The narrative that follows is a record of the last and successful 
expedition of the Peary Arctic Club, which had as its attainment the 
discovery of the North Pole, and is compiled from notes made by me at 
different times during the course of the expedition. I did endeavor to 
keep a diary or journal of daily events during my last trip, and did not 
find it difficult aboard the ship while sailing north, or when in 
winter-quarters at Cape Sheridan, but I found it impossible to make 
daily entries while in the field, on account of the constant necessity of 
concentrating my attention on the real business of the expedition. 
Entries were made daily of the records of temperature and the estimates 
of distance traveled; and when solar observations were made the results 
were always carefully noted. There were opportunities to complete the 
brief entries on several occasions while out on the ice, notably the six 
days' enforced delay at the "Big Lead," 84° north, the twelve hours 
preceding the return of Captain Bartlett at 87° 47' north, and the 
thirty-three hours at North Pole, while Commander Peary was 
determining to a certainty his position. During the return from the Pole 
to Cape Columbia, we were so urged by the knowledge of the supreme 
necessity of speed that the thought of recording the events of that part 
of the journey did not occur to me so forcibly as to compel me to pay 
heed to it, and that story was written aboard the ship while waiting for 
favorable conditions to sail toward home lands. 
* * * * * 
It was in June, 1891, that I started on my first trip to the Arctic regions, 
as a member of what was known as the "North Greenland Expedition." 

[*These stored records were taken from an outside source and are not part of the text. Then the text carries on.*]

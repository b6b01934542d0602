//! Well known small molecules the balancer may add to either side of a reaction
use std::sync::Arc;

use crate::chemistry::formula::{Formula, FormulaError};
use crate::metabolic_model::metabolite::Metabolite;

/// ChEBI id of the proton
pub const PROTON: &str = "CHEBI:24636";
/// ChEBI id of the hydron, treated as a synonym of [`PROTON`]
pub const HYDRON: &str = "CHEBI:15378";
/// ChEBI id of water
pub const WATER: &str = "CHEBI:15377";

/// A molecule that can be freely added to a reaction to balance it
#[derive(Debug, Clone, PartialEq)]
pub struct Cofactor {
    /// Name given to species created for this cofactor
    pub name: String,
    /// Parsed formula
    pub formula: Formula,
    /// Net charge
    pub charge: i32,
    /// Ontology ids identifying the cofactor, the first one is attached to created species
    pub ontology_ids: Vec<String>,
}

impl Cofactor {
    /// Create a cofactor from a formula string
    pub fn new(
        name: &str,
        formula: &str,
        charge: i32,
        ontology_ids: &[&str],
    ) -> Result<Cofactor, FormulaError> {
        Ok(Cofactor {
            name: name.to_string(),
            formula: Formula::parse(formula)?,
            charge,
            ontology_ids: ontology_ids.iter().map(|id| id.to_string()).collect(),
        })
    }

    pub fn proton() -> Cofactor {
        Cofactor {
            name: "proton".to_string(),
            formula: Formula::parse("H").unwrap_or_default(),
            charge: 1,
            ontology_ids: vec![PROTON.to_string(), HYDRON.to_string()],
        }
    }

    pub fn water() -> Cofactor {
        Cofactor {
            name: "water".to_string(),
            formula: Formula::parse("H2O").unwrap_or_default(),
            charge: 0,
            ontology_ids: vec![WATER.to_string()],
        }
    }

    /// Ontology id attached to species created for this cofactor
    pub fn primary_id(&self) -> Option<&str> {
        self.ontology_ids.first().map(String::as_str)
    }

    /// Whether this is the proton, under either of its ids
    pub fn is_proton(&self) -> bool {
        self.ontology_ids
            .iter()
            .any(|id| id == PROTON || id == HYDRON)
    }

    /// Whether `metabolite` is annotated with any of this cofactor's ontology ids
    pub fn matches(&self, metabolite: &Metabolite) -> bool {
        metabolite
            .ontology_terms
            .iter()
            .any(|term| self.ontology_ids.contains(term))
    }
}

/// Ordered collection of cofactors available to the balancer
#[derive(Debug, Clone)]
pub struct CofactorSet {
    cofactors: Vec<Arc<Cofactor>>,
}

impl CofactorSet {
    pub fn new(cofactors: Vec<Cofactor>) -> Self {
        CofactorSet {
            cofactors: cofactors.into_iter().map(Arc::new).collect(),
        }
    }

    /// A fresh list of every cofactor, consumed as cofactors are matched to a reaction side
    pub fn candidates(&self) -> Vec<Arc<Cofactor>> {
        self.cofactors.clone()
    }

    pub fn iter(&self) -> impl Iterator<Item = &Arc<Cofactor>> {
        self.cofactors.iter()
    }

    pub fn len(&self) -> usize {
        self.cofactors.len()
    }

    pub fn is_empty(&self) -> bool {
        self.cofactors.is_empty()
    }
}

impl Default for CofactorSet {
    /// Proton and water
    fn default() -> Self {
        CofactorSet::new(vec![Cofactor::proton(), Cofactor::water()])
    }
}

#[cfg(test)]
mod tests {
    use super::*;
    use crate::metabolic_model::metabolite::MetaboliteBuilder;

    #[test]
    fn default_set_is_proton_and_water() {
        let set = CofactorSet::default();
        assert_eq!(set.len(), 2);
        let candidates = set.candidates();
        assert!(candidates[0].is_proton());
        assert_eq!(candidates[0].formula.get("H"), 1);
        assert_eq!(candidates[0].charge, 1);
        assert!(!candidates[1].is_proton());
        assert_eq!(candidates[1].formula.get("O"), 1);
    }

    #[test]
    fn hydron_matches_proton() {
        let hydron = MetaboliteBuilder::default()
            .id("h_c".to_string())
            .ontology_terms(vec![HYDRON.to_string()])
            .build()
            .unwrap();
        assert!(Cofactor::proton().matches(&hydron));
        assert!(!Cofactor::water().matches(&hydron));
    }

    #[test]
    fn custom_cofactor_rejects_bad_formula() {
        assert!(Cofactor::new("carbon dioxide", "CO2", 0, &["CHEBI:16526"]).is_ok());
        assert!(Cofactor::new("broken", "C(O2", 0, &[]).is_err());
    }
}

Mrs. Peary accompanied her husband, and among the members of the 
expedition were Dr. Frederick A. Cook, of Brooklyn, N. Y., Mr. 
Langdon Gibson, of Flushing, N. Y., and Mr. Eivind Astrüp, of
Christiania, Norway, who had the honor of being the companion of 
Commander Peary in the first crossing of North Greenland--and of 
having an Esquimo at Cape York become so fond of him that he named 
his son for him! It was on this voyage north that Peary's leg was 
broken. 
Mr. John M. Verhoeff, a stalwart young Kentuckian, was also an 
enthusiastic member of the party. When the expedition was ready to 
sail home the following summer, he lost his life by falling in a crevasse 
in a glacier. His body was never recovered. On the first and the last of 
Peary's expeditions, success was marred by tragedy. On the last 
expedition, Professor Ross G. Marvin, of Cornell University, lost his 
life by being drowned in the Arctic Ocean, on his return from his 
farthest north, a farther north than had ever been made by any other 
explorers except the members of the last expedition. Both Verhoeff and 
Marvin were good friends of mine, and I respect and venerate their 
memories. 
Naturally the impressions formed on my first visit to the Land of Ice 
and Snow were the most lasting, but in the coming years I was to learn 
more and more that such a life was no picnic, and to realize what 
primitive life meant. I was to live with a people who, the scientists 
stated, represented the earliest form of human life, living in what is 
known as the Stone Age, and I was to revert to that stage of life by 
leaps and bounds, and to emerge from it by the same sudden means. 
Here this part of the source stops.